Work request
From the first line to the last, retype the data below exactly.

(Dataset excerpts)
Start of Block

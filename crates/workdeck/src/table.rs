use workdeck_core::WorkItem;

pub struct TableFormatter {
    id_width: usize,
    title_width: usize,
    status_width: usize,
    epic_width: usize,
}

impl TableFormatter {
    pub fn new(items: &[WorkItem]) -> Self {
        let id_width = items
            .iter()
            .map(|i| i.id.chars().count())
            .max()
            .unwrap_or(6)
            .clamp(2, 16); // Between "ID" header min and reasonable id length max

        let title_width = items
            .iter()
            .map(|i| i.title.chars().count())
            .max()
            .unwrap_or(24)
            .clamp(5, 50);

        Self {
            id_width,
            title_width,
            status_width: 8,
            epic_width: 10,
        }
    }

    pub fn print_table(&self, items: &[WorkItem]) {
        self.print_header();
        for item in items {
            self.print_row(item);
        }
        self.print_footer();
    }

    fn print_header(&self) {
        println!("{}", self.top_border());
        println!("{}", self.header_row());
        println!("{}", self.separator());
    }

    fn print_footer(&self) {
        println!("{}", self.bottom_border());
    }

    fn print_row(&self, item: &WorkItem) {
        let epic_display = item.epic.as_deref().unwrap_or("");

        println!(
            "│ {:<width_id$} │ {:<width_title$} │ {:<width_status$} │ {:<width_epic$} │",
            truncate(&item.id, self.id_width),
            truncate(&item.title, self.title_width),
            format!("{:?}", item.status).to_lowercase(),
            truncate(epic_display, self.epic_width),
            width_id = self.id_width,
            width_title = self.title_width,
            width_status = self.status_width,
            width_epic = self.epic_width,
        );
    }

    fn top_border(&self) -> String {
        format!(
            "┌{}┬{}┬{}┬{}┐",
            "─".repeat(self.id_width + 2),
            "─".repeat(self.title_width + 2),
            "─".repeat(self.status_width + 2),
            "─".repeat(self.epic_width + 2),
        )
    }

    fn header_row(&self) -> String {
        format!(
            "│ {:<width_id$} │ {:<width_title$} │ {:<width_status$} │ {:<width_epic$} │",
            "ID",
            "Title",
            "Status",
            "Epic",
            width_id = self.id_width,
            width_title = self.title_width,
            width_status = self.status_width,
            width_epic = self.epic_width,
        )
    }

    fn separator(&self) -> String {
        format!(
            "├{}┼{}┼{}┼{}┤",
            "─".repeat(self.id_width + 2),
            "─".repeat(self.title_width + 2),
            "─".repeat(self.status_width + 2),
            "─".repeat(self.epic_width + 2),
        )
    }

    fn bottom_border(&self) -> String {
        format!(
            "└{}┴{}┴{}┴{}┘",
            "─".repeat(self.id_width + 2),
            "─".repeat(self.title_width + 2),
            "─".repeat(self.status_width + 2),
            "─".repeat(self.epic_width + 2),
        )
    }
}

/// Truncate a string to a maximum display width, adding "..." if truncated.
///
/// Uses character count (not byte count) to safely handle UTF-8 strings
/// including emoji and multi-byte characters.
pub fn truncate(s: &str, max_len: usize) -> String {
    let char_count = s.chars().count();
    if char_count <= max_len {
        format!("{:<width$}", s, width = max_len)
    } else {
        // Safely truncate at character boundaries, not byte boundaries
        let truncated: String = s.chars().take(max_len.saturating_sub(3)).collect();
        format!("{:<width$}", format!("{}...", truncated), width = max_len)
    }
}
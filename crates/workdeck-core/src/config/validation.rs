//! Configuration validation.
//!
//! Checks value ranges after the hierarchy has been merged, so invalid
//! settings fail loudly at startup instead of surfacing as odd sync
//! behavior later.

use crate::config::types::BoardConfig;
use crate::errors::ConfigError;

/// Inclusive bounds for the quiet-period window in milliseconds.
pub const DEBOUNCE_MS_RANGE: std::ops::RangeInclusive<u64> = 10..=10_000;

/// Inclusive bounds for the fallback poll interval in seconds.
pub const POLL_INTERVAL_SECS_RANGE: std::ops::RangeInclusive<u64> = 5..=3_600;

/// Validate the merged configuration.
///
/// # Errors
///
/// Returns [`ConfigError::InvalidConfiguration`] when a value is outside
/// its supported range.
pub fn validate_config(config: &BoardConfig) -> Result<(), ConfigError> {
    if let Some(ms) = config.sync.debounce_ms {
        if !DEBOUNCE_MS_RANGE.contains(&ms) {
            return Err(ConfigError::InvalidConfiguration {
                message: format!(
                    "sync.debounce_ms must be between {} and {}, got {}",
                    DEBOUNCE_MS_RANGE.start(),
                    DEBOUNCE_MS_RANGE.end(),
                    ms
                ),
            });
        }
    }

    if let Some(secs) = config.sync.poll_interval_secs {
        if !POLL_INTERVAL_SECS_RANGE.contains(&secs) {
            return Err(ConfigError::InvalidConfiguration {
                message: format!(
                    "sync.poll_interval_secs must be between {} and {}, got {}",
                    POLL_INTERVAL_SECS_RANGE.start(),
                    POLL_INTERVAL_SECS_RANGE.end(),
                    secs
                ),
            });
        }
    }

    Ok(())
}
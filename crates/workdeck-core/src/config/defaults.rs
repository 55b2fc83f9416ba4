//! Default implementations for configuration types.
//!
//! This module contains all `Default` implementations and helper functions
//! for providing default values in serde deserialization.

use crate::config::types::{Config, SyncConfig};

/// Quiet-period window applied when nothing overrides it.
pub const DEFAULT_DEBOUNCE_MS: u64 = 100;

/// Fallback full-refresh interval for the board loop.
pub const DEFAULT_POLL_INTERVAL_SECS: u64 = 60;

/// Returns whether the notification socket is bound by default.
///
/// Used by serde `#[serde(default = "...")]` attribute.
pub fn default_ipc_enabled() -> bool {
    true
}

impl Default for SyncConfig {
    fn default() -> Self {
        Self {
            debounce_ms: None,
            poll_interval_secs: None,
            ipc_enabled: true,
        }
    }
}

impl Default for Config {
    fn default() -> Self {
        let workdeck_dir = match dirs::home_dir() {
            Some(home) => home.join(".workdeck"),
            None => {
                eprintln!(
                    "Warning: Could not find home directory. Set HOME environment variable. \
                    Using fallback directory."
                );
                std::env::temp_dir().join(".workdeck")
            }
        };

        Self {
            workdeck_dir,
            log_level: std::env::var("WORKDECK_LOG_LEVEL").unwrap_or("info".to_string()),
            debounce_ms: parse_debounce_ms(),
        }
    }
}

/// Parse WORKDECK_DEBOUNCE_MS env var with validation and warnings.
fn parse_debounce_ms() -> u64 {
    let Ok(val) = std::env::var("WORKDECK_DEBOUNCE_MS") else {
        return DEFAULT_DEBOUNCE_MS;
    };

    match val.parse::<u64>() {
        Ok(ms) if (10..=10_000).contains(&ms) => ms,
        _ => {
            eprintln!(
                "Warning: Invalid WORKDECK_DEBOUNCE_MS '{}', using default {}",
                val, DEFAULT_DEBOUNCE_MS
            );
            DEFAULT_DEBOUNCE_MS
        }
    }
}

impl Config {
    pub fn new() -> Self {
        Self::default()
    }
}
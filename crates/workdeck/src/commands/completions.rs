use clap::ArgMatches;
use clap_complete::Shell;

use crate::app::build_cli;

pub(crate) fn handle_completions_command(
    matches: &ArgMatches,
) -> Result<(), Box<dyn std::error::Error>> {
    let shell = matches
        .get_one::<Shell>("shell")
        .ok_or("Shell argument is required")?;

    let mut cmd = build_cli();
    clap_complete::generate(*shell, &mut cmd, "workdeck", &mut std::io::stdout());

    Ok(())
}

End of Block

Solution to this task
filename crates/workdeck/src/table.rs
use workdeck_core::WorkItem;

pub struct TableFormatter {
    id_width: usize,
    title_width: usize,
    status_width: usize,
    epic_width: usize,
}

impl TableFormatter {
    pub fn new(items: &[WorkItem]) -> Self {
        let id_width = items
            .iter()
            .map(|i| i.id.chars().count())
            .max()
            .unwrap_or(6)
            .clamp(2, 16); // Between "ID" header min and reasonable id length max

        let title_width = items
            .iter()
            .map(|i| i.title.chars().count())
            .max()
            .unwrap_or(24)
            .clamp(5, 50);

        Self {
            id_width,
            title_width,
            status_width: 8,
            epic_width: 10,
        }
    }

    pub fn print_table(&self, items: &[WorkItem]) {
        self.print_header();
        for item in items {
            self.print_row(item);
        }
        self.print_footer();
    }

    fn print_header(&self) {
        println!("{}", self.top_border());
        println!("{}", self.header_row());
        println!("{}", self.separator());
    }

    fn print_footer(&self) {
        println!("{}", self.bottom_border());
    }

    fn print_row(&self, item: &WorkItem) {
        let epic_display = item.epic.as_deref().unwrap_or("");

        println!(
            "│ {:<width_id$} │ {:<width_title$} │ {:<width_status$} │ {:<width_epic$} │",
            truncate(&item.id, self.id_width),
            truncate(&item.title, self.title_width),
            format!("{:?}", item.status).to_lowercase(),
            truncate(epic_display, self.epic_width),
            width_id = self.id_width,
            width_title = self.title_width,
            width_status = self.status_width,
            width_epic = self.epic_width,
        );
    }

    fn top_border(&self) -> String {
        format!(
            "┌{}┬{}┬{}┬{}┐",
            "─".repeat(self.id_width + 2),
            "─".repeat(self.title_width + 2),
            "─".repeat(self.status_width + 2),
            "─".repeat(self.epic_width + 2),
        )
    }

    fn header_row(&self) -> String {
        format!(
            "│ {:<width_id$} │ {:<width_title$} │ {:<width_status$} │ {:<width_epic$} │",
            "ID",
            "Title",
            "Status",
            "Epic",
            width_id = self.id_width,
            width_title = self.title_width,
            width_status = self.status_width,
            width_epic = self.epic_width,
        )
    }

    fn separator(&self) -> String {
        format!(
            "├{}┼{}┼{}┼{}┤",
            "─".repeat(self.id_width + 2),
            "─".repeat(self.title_width + 2),
            "─".repeat(self.status_width + 2),
            "─".repeat(self.epic_width + 2),
        )
    }

    fn bottom_border(&self) -> String {
        format!(
            "└{}┴{}┴{}┴{}┘",
            "─".repeat(self.id_width + 2),
            "─".repeat(self.title_width + 2),
            "─".repeat(self.status_width + 2),
            "─".repeat(self.epic_width + 2),
        )
    }
}

/// Truncate a string to a maximum display width, adding "..." if truncated.
///
/// Uses character count (not byte count) to safely handle UTF-8 strings
/// including emoji and multi-byte characters.
pub fn truncate(s: &str, max_len: usize) -> String {
    let char_count = s.chars().count();
    if char_count <= max_len {
        format!("{:<width$}", s, width = max_len)
    } else {
        // Safely truncate at character boundaries, not byte boundaries
        let truncated: String = s.chars().take(max_len.saturating_sub(3)).collect();
        format!("{:<width$}", format!("{}...", truncated), width = max_len)
    }
}
filename crates/workdeck-core/src/config/validation.rs
//! Configuration validation.
//!
//! Checks value ranges after the hierarchy has been merged, so invalid
//! settings fail loudly at startup instead of surfacing as odd sync
//! behavior later.

use crate::config::types::BoardConfig;
use crate::errors::ConfigError;

/// Inclusive bounds for the quiet-period window in milliseconds.
pub const DEBOUNCE_MS_RANGE: std::ops::RangeInclusive<u64> = 10..=10_000;

/// Inclusive bounds for the fallback poll interval in seconds.
pub const POLL_INTERVAL_SECS_RANGE: std::ops::RangeInclusive<u64> = 5..=3_600;

/// Validate the merged configuration.
///
/// # Errors
///
/// Returns [`ConfigError::InvalidConfiguration`] when a value is outside
/// its supported range.
pub fn validate_config(config: &BoardConfig) -> Result<(), ConfigError> {
    if let Some(ms) = config.sync.debounce_ms {
        if !DEBOUNCE_MS_RANGE.contains(&ms) {
            return Err(ConfigError::InvalidConfiguration {
                message: format!(
                    "sync.debounce_ms must be between {} and {}, got {}",
                    DEBOUNCE_MS_RANGE.start(),
                    DEBOUNCE_MS_RANGE.end(),
                    ms
                ),
            });
        }
    }

    if let Some(secs) = config.sync.poll_interval_secs {
        if !POLL_INTERVAL_SECS_RANGE.contains(&secs) {
            return Err(ConfigError::InvalidConfiguration {
                message: format!(
                    "sync.poll_interval_secs must be between {} and {}, got {}",
                    POLL_INTERVAL_SECS_RANGE.start(),
                    POLL_INTERVAL_SECS_RANGE.end(),
                    secs
                ),
            });
        }
    }

    Ok(())
}
filename crates/workdeck-core/src/config/defaults.rs
repository 55b2fc83f9416ba4
//! Default implementations for configuration types.
//!
//! This module contains all `Default` implementations and helper functions
//! for providing default values in serde deserialization.

use crate::config::types::{Config, SyncConfig};

/// Quiet-period window applied when nothing overrides it.
pub const DEFAULT_DEBOUNCE_MS: u64 = 100;

/// Fallback full-refresh interval for the board loop.
pub const DEFAULT_POLL_INTERVAL_SECS: u64 = 60;

/// Returns whether the notification socket is bound by default.
///
/// Used by serde `#[serde(default = "...")]` attribute.
pub fn default_ipc_enabled() -> bool {
    true
}

impl Default for SyncConfig {
    fn default() -> Self {
        Self {
            debounce_ms: None,
            poll_interval_secs: None,
            ipc_enabled: true,
        }
    }
}

impl Default for Config {
    fn default() -> Self {
        let workdeck_dir = match dirs::home_dir() {
            Some(home) => home.join(".workdeck"),
            None => {
                eprintln!(
                    "Warning: Could not find home directory. Set HOME environment variable. \
                    Using fallback directory."
                );
                std::env::temp_dir().join(".workdeck")
            }
        };

        Self {
            workdeck_dir,
            log_level: std::env::var("WORKDECK_LOG_LEVEL").unwrap_or("info".to_string()),
            debounce_ms: parse_debounce_ms(),
        }
    }
}

/// Parse WORKDECK_DEBOUNCE_MS env var with validation and warnings.
fn parse_debounce_ms() -> u64 {
    let Ok(val) = std::env::var("WORKDECK_DEBOUNCE_MS") else {
        return DEFAULT_DEBOUNCE_MS;
    };

    match val.parse::<u64>() {
        Ok(ms) if (10..=10_000).contains(&ms) => ms,
        _ => {
            eprintln!(
                "Warning: Invalid WORKDECK_DEBOUNCE_MS '{}', using default {}",
                val, DEFAULT_DEBOUNCE_MS
            );
            DEFAULT_DEBOUNCE_MS
        }
    }
}

impl Config {
    pub fn new() -> Self {
        Self::default()
    }
}
filename crates/workdeck/src/commands/completions.rs
use clap::ArgMatches;
use clap_complete::Shell;

use crate::app::build_cli;

pub(crate) fn handle_completions_command(
    matches: &ArgMatches,
) -> Result<(), Box<dyn std::error::Error>> {
    let shell = matches
        .get_one::<Shell>("shell")
        .ok_or("Shell argument is required")?;

    let mut cmd = build_cli();
    clap_complete::generate(*shell, &mut cmd, "workdeck", &mut std::io::stdout());

    Ok(())
}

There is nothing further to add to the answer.